# WHAT YOU WILL DO
Copy exactly the lines of the data below that run from the line holding "use crate::store::SensorStore;" through the line holding "with a line.", both ends included.

Stored items:
***
//! Serial line ingestion.
//!
//! Both boards print one report per line.  The chassis board (`dev00`) emits
//! single `TAG:value` readings; the accessory board (`dev01`) emits a
//! pipe-delimited status summary plus occasional free-text alerts:
//!
//! ```text
//! LASER:111
//! ULTRASONIC0:8
//! MOTION:0 | PHOTO:512 | UV:3 | METAL:0 | BALL:1 | LF[L:120 M:80 R:40]
//! METAL DETECTED
//! ```
//!
//! Every recognised field is stored as `Text("TAG:value")` so the
//! [`parser`](crate::parser) sees the same shape whichever board produced it.
//! Either board may send either form; the device only labels log output.

use kida_types::{DeviceId, RawSensorReading, SensorChannel};
use tracing::{debug, info};

use crate::parser;
use crate::store::SensorStore;

/// Free-text alerts printed by the accessory board.
pub const ALERTS: [&str; 3] = ["Motion detected", "METAL DETECTED", "Ball switch triggered"];

/// What [`ingest_line`] did with a line.
#[derive(Debug, Clone, PartialEq, Eq)]
pub enum Ingested {
    /// This many channels were updated.
    Updated(usize),
    /// The line was a board alert.
    Alert(String),
    /// Nothing in the line was understood.
    Unrecognised,
}

/// Apply one line received from `device` to `store`.
pub fn ingest_line(store: &SensorStore, device: &DeviceId, line: &str) -> Ingested {
    let line = line.trim();
    if line.is_empty() {
        return Ingested::Unrecognised;
    }

    if let Some(alert) = ALERTS.iter().find(|alert| line.contains(**alert)) {
        info!(device = %device, alert = *alert, "board alert");
        return Ingested::Alert((*alert).to_string());
    }

    let mut updated = 0;
    for field in line.split('|').map(str::trim) {
        updated += if field.starts_with("LF[") {
            ingest_line_group(store, field)
        } else {
            ingest_field(store, field)
        };
    }

    if updated == 0 {
        debug!(device = %device, line, "unrecognised sensor line");
        return Ingested::Unrecognised;
    }
    Ingested::Updated(updated)
}

/// `TAG:value` for a known tag.  The value is kept verbatim; an unparsable
/// value still overwrites the channel so stale data does not linger.
fn ingest_field(store: &SensorStore, field: &str) -> usize {
    let Some((tag, value)) = field.split_once(':') else {
        return 0;
    };
    let Some(channel) = SensorChannel::from_tag(tag) else {
        return 0;
    };
    store.set(
        channel,
        RawSensorReading::text(format!("{}:{}", channel.tag(), value.trim())),
    );
    1
}

/// `LF[L:120 M:80 R:40]` – the three line-follower reflectance values.
fn ingest_line_group(store: &SensorStore, group: &str) -> usize {
    let sensors = [
        ("L", SensorChannel::LineLeft),
        ("M", SensorChannel::LineMid),
        ("R", SensorChannel::LineRight),
    ];
    let mut updated = 0;
    for (key, channel) in sensors {
        if let Some(value) = parser::extract_tagged(group, key) {
            store.set(channel, RawSensorReading::text(format!("{}:{value}", channel.tag())));
            updated += 1;
        }
    }
    updated
}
***
# SOLUTION TO THIS TASK
use crate::store::SensorStore;

/// Free-text alerts printed by the accessory board.
pub const ALERTS: [&str; 3] = ["Motion detected", "METAL DETECTED", "Ball switch triggered"];

/// What [`ingest_line`] did with a line.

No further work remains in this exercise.